My book is done. I don't think I've been as enlightened by a book since middle school. I was honestly sad because it was done. For lack of a better description, books for me are like movies that keep going and are only interrupted by real life. I love the fact that I can be sad when a book is done because it was filling me. I laughed out loud a number of times (and successfully weirded out those behind me in my sociology class), and I cried.

My day was going down hill and I just wanted to go to sleep, but I didn't was to sleep with a bad taste in my mouth and feeling in my heart so even though I was exhausted, I read just a few pages.... and I am so happy I did. The words I was reading were perfect for what I was experiencing. The hope that was filling me up was so intense and wonderful that I cried.

"Read again how the psalmist attempts description of the indescribable mercies and savings of God. Read as He calls us to someplace above the gray, through the clouds to a place where the king of creation cradles the widows and the orphans and the fallen, where the blind see and goodness is champion. This is our God. There is no love greater or more beautiful. I would stop you in the street to tell you this."


This chapter (including the previous sentences) helped me put life into focus, helped me realize that even though I felt like it at the time, I am not alone and God does raise me out of the grey clouds time and time and time again. So many times, countless times. I could write thousands of notebook pages telling times God and His words lifted me out of the depth, of the black. Time again I slip out, back to the night, I just can't seem to hold on to that but that's part of the beauty his grace. He is patient. He knows I will keep falling, and He is there, waiting... patiently... forever. It fills me and warms me to hear this. I know it, I find it out again and again, and I want to hold on to this feeling forever.
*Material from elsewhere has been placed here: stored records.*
//! Tone parameters attached to each image.

use core::fmt;
use core::str::FromStr;

use thiserror::Error;

/// The transfer curve applied when deriving the display buffer from HDR
/// radiance.
#[derive(Clone, Copy, Debug, Default, PartialEq, Eq)]
#[cfg_attr(feature = "serde", derive(serde::Serialize, serde::Deserialize))]
#[cfg_attr(feature = "serde", serde(rename_all = "lowercase"))]
pub enum TonemapOperator {
    /// No curve, radiance is clamped and quantized directly.
    None,

    /// The piecewise sRGB transfer curve.
    #[default]
    Srgb,

    /// A plain `x^(1/gamma)` power curve.
    Gamma,

    /// A fixed filmic curve with a perceptual highlight roll-off.
    Filmic,
}

impl TonemapOperator {
    /// Every operator, in display order.
    pub const ALL: [Self; 4] = [Self::None, Self::Srgb, Self::Gamma, Self::Filmic];

    /// The operator's lowercase name, as used on the command line and in the
    /// config file.
    pub fn name(self) -> &'static str {
        match self {
            Self::None => "none",
            Self::Srgb => "srgb",
            Self::Gamma => "gamma",
            Self::Filmic => "filmic",
        }
    }
}

impl fmt::Display for TonemapOperator {
    fn fmt(&self, f: &mut fmt::Formatter<'_>) -> fmt::Result {
        f.write_str(self.name())
    }
}

impl FromStr for TonemapOperator {
    type Err = ParseOperatorError;

    fn from_str(s: &str) -> Result<Self, Self::Err> {
        match s {
            "none" => Ok(Self::None),
            "srgb" => Ok(Self::Srgb),
            "gamma" => Ok(Self::Gamma),
            "filmic" => Ok(Self::Filmic),
            _ => Err(ParseOperatorError(s.to_string())),
        }
    }
}

/// The name did not match any tonemap operator.
#[derive(Debug, Error)]
#[error("unknown tonemap operator '{0}', expected one of: none, srgb, gamma, filmic")]
pub struct ParseOperatorError(String);

/// Parameters consumed by the tonemapper when deriving an image's display
/// buffer. Mutated by the UI layer, recorded on the image once applied.
#[derive(Clone, Copy, Debug, PartialEq)]
#[cfg_attr(feature = "serde", derive(serde::Serialize, serde::Deserialize))]
pub struct ToneParams {
    /// The transfer curve.
    pub operator: TonemapOperator,

    /// Exposure in stops, radiance is scaled by `2^exposure`.
    pub exposure: f32,

    /// Gamma for the [`TonemapOperator::Gamma`] curve.
    pub gamma: f32,
}

impl Default for ToneParams {
    fn default() -> Self {
        Self {
            operator: TonemapOperator::Srgb,
            exposure: 0.0,
            gamma: 2.2,
        }
    }
}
I want to share it, scream it out so everyone can feel their hearts full because it is the most beautifully peaceful feeling. Like the Relient K song "When I go down, I go down hard...I lift my eyes to you, I won't look very far cause you'll be there with open arms, to lift me up again."

Thank you for your peace, your saving, your grace, your patience, your love, your forever love. Please give me hope to last in those times when I am falling. Thank you for waiting there with open arms.